Le mandant ayant résilié le contrat d’agence commerciale entre les deux parties, la société Acopal l’a assigné en paiement des indemnités de rupture et de préavis et en communication de pièces.

Par un arrêt rendu en date du 6 mai 2021, la cour d’appel de Versailles a débouté la société Acopal de sa demande. Cette dernière a donc formé un pourvoi en cassation.

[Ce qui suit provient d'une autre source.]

impl MutableArray {
    /// A fresh empty mutable array.
    pub fn new() -> Self {
        Self {
            inner: Rc::new(MutableArrayInner {
                items: RefCell::new(Vec::new()),
                changed: Cell::new(false),
                source: None,
            }),
        }
    }

    /// A shallow mutable copy of `source`.
    pub fn copy_of(source: &Array) -> Self {
        Self {
            inner: Rc::new(MutableArrayInner {
                items: RefCell::new(source.to_items()),
                changed: Cell::new(false),
                source: Some(source.clone()),
            }),
        }
    }

    /// View this overlay as an [`Array`].
    pub fn as_array(&self) -> Array {
        Array {
            repr: ArrayRepr::Mutable(self.clone()),
        }
    }

    /// The item at `index`.
    pub fn get(&self, index: usize) -> Option<Value> {
        self.inner.items.borrow().get(index).cloned()
    }

    /// Replace the item at `index`, marking the overlay changed.
    ///
    /// # Panics
    ///
    /// Panics if `index` is out of range; use [`MutableArray::resize`]
    /// first.
    pub fn set(&self, index: usize, value: Value) {
        self.inner.items.borrow_mut()[index] = value;
        self.inner.changed.set(true);
    }

    /// Append an item, marking the overlay changed.
    pub fn push(&self, value: Value) {
        self.inner.items.borrow_mut().push(value);
        self.inner.changed.set(true);
    }

    /// Grow (with nulls) or shrink to exactly `len` items, marking the
    /// overlay changed if the length changes.
    pub fn resize(&self, len: usize) {
        let mut items = self.inner.items.borrow_mut();
        if items.len() != len {
            items.resize(len, Value::Null);
            self.inner.changed.set(true);
        }
    }

    /// Number of items.
    pub fn len(&self) -> usize {
        self.inner.items.borrow().len()
    }

    /// Whether there are no items.
    pub fn is_empty(&self) -> bool {
        self.len() == 0
    }

    /// Snapshot of the items.
    pub fn to_items(&self) -> Vec<Value> {
        self.inner.items.borrow().clone()
    }

    /// Promote the dict at `index` to a mutable overlay, in place, and
    /// return it. `None` if the slot does not hold a dict. Promotion itself
    /// does not mark this overlay changed.
    pub fn mutable_dict_at(&self, index: usize) -> Option<MutableDict> {
        let existing = self.get(index)?;
        let dict = existing.as_dict()?;
        if let Some(m) = dict.as_mutable() {
            return Some(m);
        }
        let promoted = dict.mutable_copy();
        self.inner.items.borrow_mut()[index] = Value::Dict(promoted.as_dict());
        Some(promoted)
    }

    /// The dirty bit.
    pub fn is_changed(&self) -> bool {
        self.inner.changed.get()
    }

    /// Set or clear the dirty bit.
    pub fn set_changed(&self, changed: bool) {
        self.inner.changed.set(changed);
    }

    /// The array this overlay was copied from, if any.
    pub fn source(&self) -> Option<&Array> {
        self.inner.source.as_ref()
    }
}

impl Default for MutableArray {
    fn default() -> Self {
        Self::new()
    }
}

impl fmt::Debug for MutableArray {
    fn fmt(&self, f: &mut fmt::Formatter<'_>) -> fmt::Result {
        f.debug_list().entries(self.to_items()).finish()
    }
}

Alors qu’il lui était demandé si l’agent commercial ayant commis un manquement grave peut être privé de son droit à indemnité, la Haute juridiction est revenue sur sa jurisprudence constante en répondant par la négative. Elle commence par rappeler au préalable que la chambre commerciale juge régulièrement que les manquements graves commis par l’agent commercial pendant l’exécution du contrat sont de nature à priver l’agent commercial de son droit à indemnité. Par ailleurs, elle retient ensuite, au visa des articles L.134-12 alinéa 1 et L.134-13 du code de commerce, que « il apparaît nécessaire de modifier la jurisprudence de cette chambre et de retenir désormais que l’agent commercial qui a commis un manquement grave, antérieurement à la rupture du contrat, dont il n’a pas été fait état dans la lettre de résiliation et a été découvert postérieurement à celle-ci par le mandant, de sorte qu’il n’a pas provoqué la rupture, ne peut être privé de son droit à indemnité »[1].

 

Initialement, la Cour de cassation retenait constamment que l’agent commercial devait être privé de son droit à indemnité en cas de résiliation du contrat pour faute grave, et ce, même si cette dernière est découverte après la résiliation du contrat[2]. En revanche, la position de la Haute juridiction ne faisait pas l’unanimité, notamment puisqu’aux termes de l’article L.134-13 du code de commerce, l’indemnité n’est pas due dès lors que la faute grave de l’agent commercial a provoqué la cessation du contrat. Mais encore, cela pouvait se justifier par la position contraire de la Cour de Justice de l’Union européenne qui, dans le célèbre arrêt Volvo de 2010, retient que l’indemnité est maintenue lorsque la faute de l’agent commercial est dénoncée postérieurement à la résiliation du contrat[3]. La mention de cet arrêt étant d’ailleurs faite dans l’arrêt ici commenté. 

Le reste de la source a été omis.